=== Section Start ===

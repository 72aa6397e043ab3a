//! Timing helpers for generation runs.

use std::borrow::Cow;
use std::time::{Duration, Instant};

/// RAII timer that logs how long a named span took when dropped.
///
/// # Example
/// ```ignore
/// let _t = Timed::info("Generation");
/// generator.run_to_completion()?;
/// // logs "Generation: 1.234ms" when _t is dropped
/// ```
pub struct Timed {
    name: Cow<'static, str>,
    start: Instant,
    level: log::Level,
}

impl Timed {
    /// Time a span and report it at INFO level.
    pub fn info(name: impl Into<Cow<'static, str>>) -> Self {
        Self::at(name.into(), log::Level::Info)
    }

    /// Time a span and report it at DEBUG level.
    pub fn debug(name: impl Into<Cow<'static, str>>) -> Self {
        Self::at(name.into(), log::Level::Debug)
    }

    fn at(name: Cow<'static, str>, level: log::Level) -> Self {
        log::trace!("{}...", name);
        Self {
            name,
            start: Instant::now(),
            level,
        }
    }

    /// Time since the span started.
    pub fn elapsed(&self) -> Duration {
        self.start.elapsed()
    }
}

impl Drop for Timed {
    fn drop(&mut self) {
        log::log!(self.level, "{}: {:.3?}", self.name, self.start.elapsed());
    }
}
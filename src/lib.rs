//! Staged, resumable procedural generation of 2D tile maps.
//!
//! See [`world`] for the data model and the generation pipeline.

pub mod util;
pub mod world;
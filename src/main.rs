use std::process::ExitCode;

use clap::{Parser, ValueEnum};

use tilegen::world::{Generator, GeneratorConfig, Variant};

#[derive(Clone, Copy, Debug, ValueEnum)]
enum CliVariant {
    #[value(name = "simple")]
    Simple,
    #[value(name = "multi-stage")]
    MultiStage,
}

impl From<CliVariant> for Variant {
    fn from(value: CliVariant) -> Self {
        match value {
            CliVariant::Simple => Variant::Simple,
            CliVariant::MultiStage => Variant::MultiStage,
        }
    }
}

/// Tilegen - staged procedural tile map generator
#[derive(Parser, Debug)]
#[command(name = "tilegen", version, about)]
struct Cli {
    /// Random seed for generation
    #[arg(long)]
    seed: Option<u64>,

    /// Grid width in tiles
    #[arg(long, default_value_t = tilegen::world::DEFAULT_WIDTH)]
    width: usize,

    /// Grid height in tiles
    #[arg(long, default_value_t = tilegen::world::DEFAULT_HEIGHT)]
    height: usize,

    /// Pipeline to run
    #[arg(long, value_enum, default_value_t = CliVariant::MultiStage)]
    variant: CliVariant,

    /// Work budget granted per step
    #[arg(long, default_value_t = tilegen::world::RUN_TO_COMPLETION_BUDGET)]
    budget: u32,

    /// Number of regions to carve (multi-stage only)
    #[arg(long)]
    regions: Option<usize>,

    /// Smoothing iterations (overrides the variant default)
    #[arg(long)]
    iterations: Option<u32>,

    /// Treat grid edges as hard borders instead of wrapping around
    #[arg(long)]
    no_wrap: bool,

    /// Print the map after every step
    #[arg(long)]
    show_steps: bool,

    /// Print per-type tile counts and region sizes when done
    #[arg(long)]
    stats: bool,
}

impl Cli {
    fn config(&self, seed: u64) -> GeneratorConfig {
        let mut config = GeneratorConfig::for_variant(self.variant.into())
            .with_size(self.width, self.height)
            .with_seed(seed)
            .with_wrap(!self.no_wrap);
        if let Some(regions) = self.regions {
            config = config.with_region_count(regions);
        }
        if let Some(iterations) = self.iterations {
            config = config.with_step_iterations(iterations);
        }
        config
    }
}

fn main() -> ExitCode {
    env_logger::init();
    let cli = Cli::parse();

    let seed = cli.seed.unwrap_or_else(rand::random);
    println!(
        "Generating {}x{} map: seed={}, variant={}, budget={}",
        cli.width,
        cli.height,
        seed,
        Variant::from(cli.variant),
        cli.budget
    );

    let mut generator = match Generator::new(cli.config(seed)) {
        Ok(generator) => generator,
        Err(err) => {
            eprintln!("error: {err}");
            return ExitCode::FAILURE;
        }
    };

    if cli.show_steps {
        let mut steps = 0usize;
        generator.on_updated(move |event| {
            steps += 1;
            let stage = event.ran.map_or("-", |s| s.name());
            println!("\nstep {} [{}]\n{}", steps, stage, event.grid);
        });
    }

    let max_steps = tilegen::world::MAX_RUN_ITERATIONS;
    let steps = match generator.run_to_completion_with(cli.budget.max(1), max_steps) {
        Ok(steps) => steps,
        Err(err) => {
            eprintln!("error: {err}");
            return ExitCode::FAILURE;
        }
    };

    if !cli.show_steps {
        println!("{}", generator.grid());
    }
    println!("Generation complete in {} steps", steps);

    if cli.stats {
        print_stats(&generator);
    }

    ExitCode::SUCCESS
}

fn print_stats<R: rand::Rng>(generator: &Generator<R>) {
    let grid = generator.grid();
    println!("\nTile counts:");
    for (ty, count) in grid.type_counts() {
        let pct = count as f64 / grid.len() as f64 * 100.0;
        println!("  {:>8} ({}): {:>6} ({:.1}%)", ty, ty.glyph(), count, pct);
    }

    if !generator.regions().is_empty() {
        println!("\nRegions (size at carve time):");
        for (i, region) in generator.regions().iter().enumerate() {
            println!("  {}: type {} - {} tiles", i, region.ty(), region.len());
        }
    }
}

=== Section End ===

Extract all lines from the material above that include the word "main".

* Solution below:
filename src/main.rs
fn main() -> ExitCode {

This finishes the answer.